[STORED DATA Boundary: Start]
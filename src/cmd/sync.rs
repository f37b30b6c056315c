// envoy-rs: environment variable manifest checker
//
// SPDX-FileCopyrightText: 2026 Romeo Ahmed
// SPDX-License-Identifier: GPL-3.0-or-later

//! Sync command implementation for envoy-rs.
//!
//! ```text
//! analyze()
//!   no issues           --> "up to date"
//!   no --auto/--remove  --> warning, nothing written
//!   otherwise           --> sync_manifest(missing, unused, flags)
//! ```

use std::fmt::Write as _;

use crate::analyze::analyze;
use crate::cli::sync::SyncArgs;
use crate::cmd::CommandContext;
use crate::cmd::output::Painter;
use crate::error::Result;
use crate::manifest::{SyncReport, sync_manifest};

/// What a sync invocation ended up doing.
#[derive(Debug, Clone, PartialEq, Eq)]
pub enum SyncOutcome {
    UpToDate,
    NoAction,
    Applied(SyncReport),
}

/// Main handler for the sync command.
///
/// # Errors
///
/// Returns an error if the analysis fails or the manifest cannot be written.
pub fn run_sync_command(args: &SyncArgs, ctx: &CommandContext) -> Result<SyncOutcome> {
    let painter = ctx.painter;
    println!(
        "{}\n",
        painter.header("Starting synchronization process...")
    );

    let result = analyze(&ctx.config.analyze_options(&ctx.root))?;

    let outcome = if !result.has_issues() {
        SyncOutcome::UpToDate
    } else if !args.has_action() {
        SyncOutcome::NoAction
    } else {
        SyncOutcome::Applied(sync_manifest(
            &ctx.example_path(),
            &result.missing,
            &result.unused,
            args.flags(),
        )?)
    };

    print!("{}", render_outcome(&outcome, &ctx.example_name(), painter));
    Ok(outcome)
}

/// Formats the closing lines of a sync run.
#[must_use]
pub fn render_outcome(outcome: &SyncOutcome, example_name: &str, painter: Painter) -> String {
    let mut out = String::new();
    match outcome {
        SyncOutcome::UpToDate => {
            let _ = writeln!(
                out,
                "{}",
                painter.success(&format!(
                    "[✓] No discrepancies found. {example_name} is up to date."
                ))
            );
        }
        SyncOutcome::NoAction => {
            let _ = writeln!(
                out,
                "{}",
                painter.warning(
                    "[!] No action specified. Use --auto to add missing variables or --remove to remove unused ones."
                )
            );
        }
        SyncOutcome::Applied(report) => {
            for name in &report.added {
                let _ = writeln!(out, "{}", painter.green(&format!("  + {name}")));
            }
            for name in &report.removed {
                let _ = writeln!(out, "{}", painter.red(&format!("  - {name}")));
            }
            let _ = writeln!(
                out,
                "\n{}",
                painter.success(&format!(
                    "[✓] Synchronization complete! ({} added, {} removed)",
                    report.added.len(),
                    report.removed.len()
                ))
            );
        }
    }
    out
}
[STORED DATA Boundary: End]
# WHAT IS BEING ASKED
Give the full listing above again, exactly as it was presented.

# COMPLETED EXERCISE
filename src/cmd/sync.rs
repository f37b30b6c056315c
// envoy-rs: environment variable manifest checker
//
// SPDX-FileCopyrightText: 2026 Romeo Ahmed
// SPDX-License-Identifier: GPL-3.0-or-later

//! Sync command implementation for envoy-rs.
//!
//! ```text
//! analyze()
//!   no issues           --> "up to date"
//!   no --auto/--remove  --> warning, nothing written
//!   otherwise           --> sync_manifest(missing, unused, flags)
//! ```

use std::fmt::Write as _;

use crate::analyze::analyze;
use crate::cli::sync::SyncArgs;
use crate::cmd::CommandContext;
use crate::cmd::output::Painter;
use crate::error::Result;
use crate::manifest::{SyncReport, sync_manifest};

/// What a sync invocation ended up doing.
#[derive(Debug, Clone, PartialEq, Eq)]
pub enum SyncOutcome {
    UpToDate,
    NoAction,
    Applied(SyncReport),
}

/// Main handler for the sync command.
///
/// # Errors
///
/// Returns an error if the analysis fails or the manifest cannot be written.
pub fn run_sync_command(args: &SyncArgs, ctx: &CommandContext) -> Result<SyncOutcome> {
    let painter = ctx.painter;
    println!(
        "{}\n",
        painter.header("Starting synchronization process...")
    );

    let result = analyze(&ctx.config.analyze_options(&ctx.root))?;

    let outcome = if !result.has_issues() {
        SyncOutcome::UpToDate
    } else if !args.has_action() {
        SyncOutcome::NoAction
    } else {
        SyncOutcome::Applied(sync_manifest(
            &ctx.example_path(),
            &result.missing,
            &result.unused,
            args.flags(),
        )?)
    };

    print!("{}", render_outcome(&outcome, &ctx.example_name(), painter));
    Ok(outcome)
}

/// Formats the closing lines of a sync run.
#[must_use]
pub fn render_outcome(outcome: &SyncOutcome, example_name: &str, painter: Painter) -> String {
    let mut out = String::new();
    match outcome {
        SyncOutcome::UpToDate => {
            let _ = writeln!(
                out,
                "{}",
                painter.success(&format!(
                    "[✓] No discrepancies found. {example_name} is up to date."
                ))
            );
        }
        SyncOutcome::NoAction => {
            let _ = writeln!(
                out,
                "{}",
                painter.warning(
                    "[!] No action specified. Use --auto to add missing variables or --remove to remove unused ones."
                )
            );
        }
        SyncOutcome::Applied(report) => {
            for name in &report.added {
                let _ = writeln!(out, "{}", painter.green(&format!("  + {name}")));
            }
            for name in &report.removed {
                let _ = writeln!(out, "{}", painter.red(&format!("  - {name}")));
            }
            let _ = writeln!(
                out,
                "\n{}",
                painter.success(&format!(
                    "[✓] Synchronization complete! ({} added, {} removed)",
                    report.added.len(),
                    report.removed.len()
                ))
            );
        }
    }
    out
}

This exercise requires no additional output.